▸ **Activity**: When the word "which" shows up in a line of the records below, copy that line.

*** Study material

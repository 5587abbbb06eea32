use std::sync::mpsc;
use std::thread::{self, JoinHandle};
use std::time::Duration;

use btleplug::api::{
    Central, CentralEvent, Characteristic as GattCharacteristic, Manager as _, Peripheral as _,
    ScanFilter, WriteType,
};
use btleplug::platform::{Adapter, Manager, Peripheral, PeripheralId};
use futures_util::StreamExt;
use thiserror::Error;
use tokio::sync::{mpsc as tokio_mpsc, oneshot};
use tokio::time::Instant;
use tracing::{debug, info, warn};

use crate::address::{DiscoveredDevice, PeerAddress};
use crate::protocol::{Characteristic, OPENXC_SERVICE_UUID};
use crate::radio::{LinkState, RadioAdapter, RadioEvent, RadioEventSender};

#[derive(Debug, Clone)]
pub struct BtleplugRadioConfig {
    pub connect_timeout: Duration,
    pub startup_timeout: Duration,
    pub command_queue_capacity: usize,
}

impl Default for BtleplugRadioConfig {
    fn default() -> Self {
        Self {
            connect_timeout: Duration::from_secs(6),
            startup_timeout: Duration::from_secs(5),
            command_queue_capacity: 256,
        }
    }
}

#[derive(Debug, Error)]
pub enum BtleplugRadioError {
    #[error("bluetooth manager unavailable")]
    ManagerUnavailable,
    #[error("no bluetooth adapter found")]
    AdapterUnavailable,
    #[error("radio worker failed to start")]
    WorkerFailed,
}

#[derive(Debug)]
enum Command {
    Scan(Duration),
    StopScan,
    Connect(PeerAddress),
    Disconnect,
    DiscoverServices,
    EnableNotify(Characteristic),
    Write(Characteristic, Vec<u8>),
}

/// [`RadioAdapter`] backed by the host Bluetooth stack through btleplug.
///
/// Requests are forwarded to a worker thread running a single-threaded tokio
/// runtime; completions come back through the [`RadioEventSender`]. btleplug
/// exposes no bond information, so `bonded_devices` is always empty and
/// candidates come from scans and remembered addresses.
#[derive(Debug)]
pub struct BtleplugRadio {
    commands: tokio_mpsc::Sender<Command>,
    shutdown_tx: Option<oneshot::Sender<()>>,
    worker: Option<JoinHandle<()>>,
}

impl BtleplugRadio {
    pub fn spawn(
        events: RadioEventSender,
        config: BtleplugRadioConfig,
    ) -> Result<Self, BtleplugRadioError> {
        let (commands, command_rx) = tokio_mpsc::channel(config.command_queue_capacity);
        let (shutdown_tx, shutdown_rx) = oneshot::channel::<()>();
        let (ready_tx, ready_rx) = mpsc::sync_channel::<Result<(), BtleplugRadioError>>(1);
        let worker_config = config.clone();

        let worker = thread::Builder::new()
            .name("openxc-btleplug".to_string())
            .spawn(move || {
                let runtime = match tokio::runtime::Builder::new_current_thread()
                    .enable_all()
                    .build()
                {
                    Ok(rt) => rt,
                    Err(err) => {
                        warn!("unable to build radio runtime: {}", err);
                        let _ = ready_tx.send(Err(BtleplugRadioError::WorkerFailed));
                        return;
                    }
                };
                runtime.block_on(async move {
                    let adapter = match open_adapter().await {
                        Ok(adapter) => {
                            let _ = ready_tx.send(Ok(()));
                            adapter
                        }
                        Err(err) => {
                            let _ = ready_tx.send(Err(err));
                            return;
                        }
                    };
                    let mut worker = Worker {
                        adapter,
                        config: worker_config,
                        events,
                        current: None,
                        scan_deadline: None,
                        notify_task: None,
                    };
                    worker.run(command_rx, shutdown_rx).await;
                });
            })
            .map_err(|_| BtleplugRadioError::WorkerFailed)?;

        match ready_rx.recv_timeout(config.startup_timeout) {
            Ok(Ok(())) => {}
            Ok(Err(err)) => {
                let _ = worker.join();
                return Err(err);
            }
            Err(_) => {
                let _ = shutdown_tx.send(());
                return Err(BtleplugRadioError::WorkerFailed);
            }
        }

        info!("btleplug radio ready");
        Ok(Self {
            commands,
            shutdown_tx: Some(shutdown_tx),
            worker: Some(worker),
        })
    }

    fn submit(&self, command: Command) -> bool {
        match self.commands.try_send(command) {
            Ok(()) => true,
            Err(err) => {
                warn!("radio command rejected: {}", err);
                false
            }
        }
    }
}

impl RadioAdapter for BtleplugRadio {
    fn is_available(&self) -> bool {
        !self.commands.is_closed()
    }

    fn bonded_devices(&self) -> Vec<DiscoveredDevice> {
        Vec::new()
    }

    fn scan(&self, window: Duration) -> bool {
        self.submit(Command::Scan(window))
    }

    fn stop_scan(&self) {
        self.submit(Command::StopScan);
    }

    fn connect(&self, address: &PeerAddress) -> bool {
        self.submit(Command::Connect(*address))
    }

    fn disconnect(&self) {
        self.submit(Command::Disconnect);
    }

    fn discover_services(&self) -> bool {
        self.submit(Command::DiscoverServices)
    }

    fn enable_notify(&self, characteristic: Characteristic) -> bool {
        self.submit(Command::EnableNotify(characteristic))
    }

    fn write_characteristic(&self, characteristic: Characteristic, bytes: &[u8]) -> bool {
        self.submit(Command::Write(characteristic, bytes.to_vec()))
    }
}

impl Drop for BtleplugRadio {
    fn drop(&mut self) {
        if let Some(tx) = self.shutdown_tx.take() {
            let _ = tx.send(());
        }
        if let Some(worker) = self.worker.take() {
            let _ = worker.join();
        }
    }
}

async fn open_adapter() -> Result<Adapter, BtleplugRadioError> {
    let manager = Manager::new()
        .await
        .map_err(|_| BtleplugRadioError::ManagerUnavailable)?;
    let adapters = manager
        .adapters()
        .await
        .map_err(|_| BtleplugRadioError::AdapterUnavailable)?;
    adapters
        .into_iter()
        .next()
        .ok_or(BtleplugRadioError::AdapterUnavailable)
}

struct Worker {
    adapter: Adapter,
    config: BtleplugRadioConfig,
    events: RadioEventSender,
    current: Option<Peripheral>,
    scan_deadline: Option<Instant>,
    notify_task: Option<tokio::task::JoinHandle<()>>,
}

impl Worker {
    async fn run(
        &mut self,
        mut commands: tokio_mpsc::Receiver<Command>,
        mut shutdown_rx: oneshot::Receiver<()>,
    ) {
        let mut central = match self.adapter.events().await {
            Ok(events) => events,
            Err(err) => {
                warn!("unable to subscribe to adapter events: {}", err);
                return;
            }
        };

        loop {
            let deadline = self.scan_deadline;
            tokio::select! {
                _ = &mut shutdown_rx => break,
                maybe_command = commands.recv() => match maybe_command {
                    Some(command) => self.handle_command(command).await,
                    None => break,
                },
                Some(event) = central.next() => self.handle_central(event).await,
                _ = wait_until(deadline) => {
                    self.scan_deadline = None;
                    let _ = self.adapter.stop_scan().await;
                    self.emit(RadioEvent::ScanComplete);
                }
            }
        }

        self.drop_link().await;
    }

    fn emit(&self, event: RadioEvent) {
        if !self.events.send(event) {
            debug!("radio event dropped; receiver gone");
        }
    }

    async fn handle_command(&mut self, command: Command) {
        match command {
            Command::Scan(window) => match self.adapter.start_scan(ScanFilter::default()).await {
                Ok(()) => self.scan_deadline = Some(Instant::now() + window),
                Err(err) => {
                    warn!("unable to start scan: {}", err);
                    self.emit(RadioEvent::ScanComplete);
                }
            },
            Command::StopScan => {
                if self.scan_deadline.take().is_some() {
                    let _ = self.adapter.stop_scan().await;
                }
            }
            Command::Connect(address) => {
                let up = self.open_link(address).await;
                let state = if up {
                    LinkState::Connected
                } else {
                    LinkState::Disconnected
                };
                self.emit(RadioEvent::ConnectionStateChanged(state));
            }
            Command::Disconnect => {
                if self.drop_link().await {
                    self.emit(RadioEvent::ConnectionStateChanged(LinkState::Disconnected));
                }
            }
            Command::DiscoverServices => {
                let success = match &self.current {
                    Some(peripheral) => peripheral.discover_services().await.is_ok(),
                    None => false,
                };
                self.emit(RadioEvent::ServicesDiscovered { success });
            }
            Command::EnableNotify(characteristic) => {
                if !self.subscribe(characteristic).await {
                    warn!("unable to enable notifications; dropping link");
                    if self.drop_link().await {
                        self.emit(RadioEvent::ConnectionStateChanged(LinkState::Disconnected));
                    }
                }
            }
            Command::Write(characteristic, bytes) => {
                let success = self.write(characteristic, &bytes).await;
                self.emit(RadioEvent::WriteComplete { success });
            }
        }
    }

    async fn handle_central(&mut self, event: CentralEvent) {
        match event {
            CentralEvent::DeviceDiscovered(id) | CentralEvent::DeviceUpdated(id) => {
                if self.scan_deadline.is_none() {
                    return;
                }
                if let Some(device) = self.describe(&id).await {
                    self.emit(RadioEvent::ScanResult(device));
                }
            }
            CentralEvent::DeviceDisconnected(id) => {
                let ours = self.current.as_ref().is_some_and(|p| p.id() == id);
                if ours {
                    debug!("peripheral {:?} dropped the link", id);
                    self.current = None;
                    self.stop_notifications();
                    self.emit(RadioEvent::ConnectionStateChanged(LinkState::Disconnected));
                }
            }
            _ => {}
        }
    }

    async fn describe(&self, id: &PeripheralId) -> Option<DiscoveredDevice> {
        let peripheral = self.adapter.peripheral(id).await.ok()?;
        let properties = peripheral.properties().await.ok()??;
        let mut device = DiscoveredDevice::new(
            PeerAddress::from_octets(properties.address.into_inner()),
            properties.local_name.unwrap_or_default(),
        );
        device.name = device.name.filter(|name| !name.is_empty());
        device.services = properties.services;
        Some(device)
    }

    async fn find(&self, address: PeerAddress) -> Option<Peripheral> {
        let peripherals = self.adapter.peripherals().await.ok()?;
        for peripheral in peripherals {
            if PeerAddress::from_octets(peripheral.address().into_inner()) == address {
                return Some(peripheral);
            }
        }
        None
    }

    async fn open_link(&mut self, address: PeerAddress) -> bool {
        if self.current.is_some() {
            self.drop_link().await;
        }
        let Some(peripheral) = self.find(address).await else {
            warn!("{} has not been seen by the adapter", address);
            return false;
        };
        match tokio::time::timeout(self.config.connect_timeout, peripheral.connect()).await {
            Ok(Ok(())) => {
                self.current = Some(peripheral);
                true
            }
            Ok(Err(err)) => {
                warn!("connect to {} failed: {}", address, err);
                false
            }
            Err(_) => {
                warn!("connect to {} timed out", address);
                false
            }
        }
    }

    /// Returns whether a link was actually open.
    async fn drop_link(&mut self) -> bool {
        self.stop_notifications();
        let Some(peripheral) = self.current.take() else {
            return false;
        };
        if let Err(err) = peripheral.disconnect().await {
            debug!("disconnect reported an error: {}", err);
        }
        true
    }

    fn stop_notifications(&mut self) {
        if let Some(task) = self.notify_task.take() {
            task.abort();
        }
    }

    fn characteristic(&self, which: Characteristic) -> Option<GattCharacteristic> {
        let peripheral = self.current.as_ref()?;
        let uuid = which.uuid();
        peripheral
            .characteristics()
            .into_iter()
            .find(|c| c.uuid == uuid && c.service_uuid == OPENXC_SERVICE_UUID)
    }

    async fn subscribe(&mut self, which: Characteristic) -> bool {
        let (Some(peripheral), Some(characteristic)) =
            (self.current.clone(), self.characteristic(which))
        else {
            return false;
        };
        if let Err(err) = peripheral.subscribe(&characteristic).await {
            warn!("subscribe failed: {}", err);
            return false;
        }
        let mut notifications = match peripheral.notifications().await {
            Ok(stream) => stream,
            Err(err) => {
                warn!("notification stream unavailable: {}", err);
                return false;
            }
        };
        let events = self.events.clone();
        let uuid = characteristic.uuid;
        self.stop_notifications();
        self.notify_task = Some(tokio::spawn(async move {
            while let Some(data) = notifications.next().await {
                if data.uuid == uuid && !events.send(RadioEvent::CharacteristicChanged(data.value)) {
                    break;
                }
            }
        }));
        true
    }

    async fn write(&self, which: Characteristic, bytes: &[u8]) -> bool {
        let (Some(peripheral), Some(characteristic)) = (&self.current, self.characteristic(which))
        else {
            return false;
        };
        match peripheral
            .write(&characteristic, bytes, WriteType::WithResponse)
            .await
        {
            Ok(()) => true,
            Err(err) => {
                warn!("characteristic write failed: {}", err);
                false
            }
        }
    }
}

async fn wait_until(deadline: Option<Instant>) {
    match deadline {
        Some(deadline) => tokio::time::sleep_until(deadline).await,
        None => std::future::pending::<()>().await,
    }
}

******
*** Study material

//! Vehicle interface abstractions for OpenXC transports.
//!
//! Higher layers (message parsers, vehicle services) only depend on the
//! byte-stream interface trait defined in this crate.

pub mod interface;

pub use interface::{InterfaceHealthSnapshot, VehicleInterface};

******

▸ **Expected output**:
    fn characteristic(&self, which: Characteristic) -> Option<GattCharacteristic> {
        let uuid = which.uuid();
    async fn subscribe(&mut self, which: Characteristic) -> bool {
            (self.current.clone(), self.characteristic(which))
    async fn write(&self, which: Characteristic, bytes: &[u8]) -> bool {
        let (Some(peripheral), Some(characteristic)) = (&self.current, self.characteristic(which))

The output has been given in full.